Ce qu'il faut retenir
- Les cabinets de conseil et banques d'investissement licencient massivement leurs analystes juniors en raison de l'intelligence artificielle.
- Le système éducatif français produit un déclin général en mathématiques, mais forme une élite reconnue mondialement.
- La capacité mathématique devient critique pour tous, mais seulement 7% des élèves atteignent les niveaux les plus élevés.
- La France est l'un des pays les plus inégalitaires en matière d'éducation.
- Le système éducatif français sélectionne une aristocratie restreinte et abandonne le reste.
Le problème n'est pas que les mathématiques servent de critère de sélection, mais qu'elles sont devenues le seul signal standardisé disponible pour évaluer le potentiel intellectuel.
Le tri dans le système éducatif français
Le système français ne forme pas une population mathématiquement compétente. Il sélectionne une aristocratie restreinte et abandonne le reste. Selon Le Monde, quelque 29% de nos élèves n'atteignent pas le seuil minimal de compétence en mathématiques, tandis que seulement 7% excellent aux niveaux les plus élevés – moins que la moyenne de l'Organisation de coopération et de développement économiques (OCDE) (9%).
Ce décalage entre élèves favorisés et défavorisés nous place parmi les pays les plus inégalitaires. Le problème n'est pas que les mathématiques servent de critère de sélection. Le problème est qu'elles sont devenues le seul signal standardisé disponible pour évaluer le potentiel intellectuel.

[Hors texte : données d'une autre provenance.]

//! Application error type.
//!
//! The scoring engine never fails (missing data is represented by absent
//! fields), so `AppError` only travels through the I/O and CLI layers.
//! Exit codes:
//! - `2`: invalid input, usage or file errors
//! - `3`: no usable rows in a cohort
//! - `4`: internal/unexpected failures

#[derive(Clone)]
pub struct AppError {
    exit_code: u8,
    message: String,
}

impl AppError {
    pub fn new(exit_code: u8, message: impl Into<String>) -> Self {
        Self {
            exit_code,
            message: message.into(),
        }
    }

    /// Shorthand for an input/usage error (exit code 2).
    pub fn input(message: impl Into<String>) -> Self {
        Self::new(2, message)
    }

    pub fn exit_code(&self) -> u8 {
        self.exit_code
    }

    pub fn message(&self) -> &str {
        &self.message
    }
}

impl std::fmt::Display for AppError {
    fn fmt(&self, f: &mut std::fmt::Formatter<'_>) -> std::fmt::Result {
        write!(f, "{}", self.message)
    }
}

impl std::fmt::Debug for AppError {
    fn fmt(&self, f: &mut std::fmt::Formatter<'_>) -> std::fmt::Result {
        f.debug_struct("AppError")
            .field("exit_code", &self.exit_code)
            .field("message", &self.message)
            .finish()
    }
}

impl std::error::Error for AppError {}
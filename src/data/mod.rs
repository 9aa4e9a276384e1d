//! Data sources.
//!
//! Cohorts normally come from CSV (`crate::io::ingest`); this module provides
//! the synthetic generator used when no real data is at hand.

pub mod sample;

pub use sample::*;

La domination des mathématiques
Depuis la réforme du baccalauréat, 65% des lycéens de première générale choisissent la spécialité mathématique. Ce chiffre témoigne moins d'un engouement que d'une lucidité stratégique. Quelque 20% abandonnent cette spécialité dès la fin de la 1re. Les 45% restants ne sont pas mauvais en mathématiques dans l'absolu – ils sont simplement moyens selon un étalon arbitraire.

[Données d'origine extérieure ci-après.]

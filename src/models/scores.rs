//! Per-factor point scores and their total.

use crate::domain::{RisksFactors, RisksFactorsScores};
use crate::tables::{Factor, score};

/// Score every factor; the total is present only when all seven are.
pub fn compute_scores(factors: &RisksFactors) -> RisksFactorsScores {
    let [age, sbp, smoking, diabetes, bmi, cholesterol, hdl] =
        Factor::ALL.map(|factor| score(factor, factors));

    let total_score = [age, sbp, smoking, diabetes, bmi, cholesterol, hdl]
        .into_iter()
        .sum::<Option<i32>>();

    RisksFactorsScores {
        age_score: age,
        sbp_score: sbp,
        smoking_score: smoking,
        diabetes_score: diabetes,
        bmi_score: bmi,
        cholesterol_score: cholesterol,
        cholesterol_hdl_score: hdl,
        total_score,
    }
}

#[cfg(test)]
mod tests {
    use super::*;
    use crate::domain::{Gender, Race};

    fn full_male() -> RisksFactors {
        RisksFactors {
            age: Some(55),
            cholesterol: Some(200.0),
            cholesterol_hdl: Some(50.0),
            sbp: Some(130.0),
            is_smoker: Some(false),
            hypertension_treatment: Some(false),
            has_diabetes: Some(false),
            body_height: Some(175.0),
            body_weight: Some(80.0),
            gender: Some(Gender::Male),
            country: "US".to_string(),
            race: Some(Race::White),
        }
    }

    #[test]
    fn total_is_sum_of_all_scores() {
        let s = compute_scores(&full_male());
        assert_eq!(s.age_score, Some(10));
        assert_eq!(s.sbp_score, Some(1));
        assert_eq!(s.smoking_score, Some(0));
        assert_eq!(s.diabetes_score, Some(0));
        assert_eq!(s.bmi_score, Some(1));
        assert_eq!(s.cholesterol_score, Some(2));
        assert_eq!(s.cholesterol_hdl_score, Some(-1));
        assert_eq!(s.total_score, Some(13));
    }

    #[test]
    fn one_missing_factor_drops_the_total() {
        let f = RisksFactors {
            has_diabetes: None,
            ..full_male()
        };
        let s = compute_scores(&f);
        assert_eq!(s.diabetes_score, None);
        assert_eq!(s.age_score, Some(10));
        assert_eq!(s.total_score, None);
    }

    #[test]
    fn demographics_only_scores_age() {
        let f = RisksFactors {
            age: Some(40),
            gender: Some(Gender::Female),
            ..RisksFactors::default()
        };
        let s = compute_scores(&f);
        assert_eq!(s.age_score, Some(4));
        assert_eq!(
            s,
            RisksFactorsScores {
                age_score: Some(4),
                ..RisksFactorsScores::default()
            }
        );
    }
}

Un lycéen qui excelle en philosophie ou en histoire apprend à 16 ans que son intelligence n'existe pas institutionnellement.
La nécessaire évolution
Il ne faut pas abolir les mathématiques comme critère de sélection, mais briser leur monopole. Il faut trouver des signaux concurrents plus prédictifs pour évaluer le potentiel intellectuel.
Ce sujet nécessite une attention immédiate, car les conséquences d'un système éducatif inégal peuvent être graves pour la société française.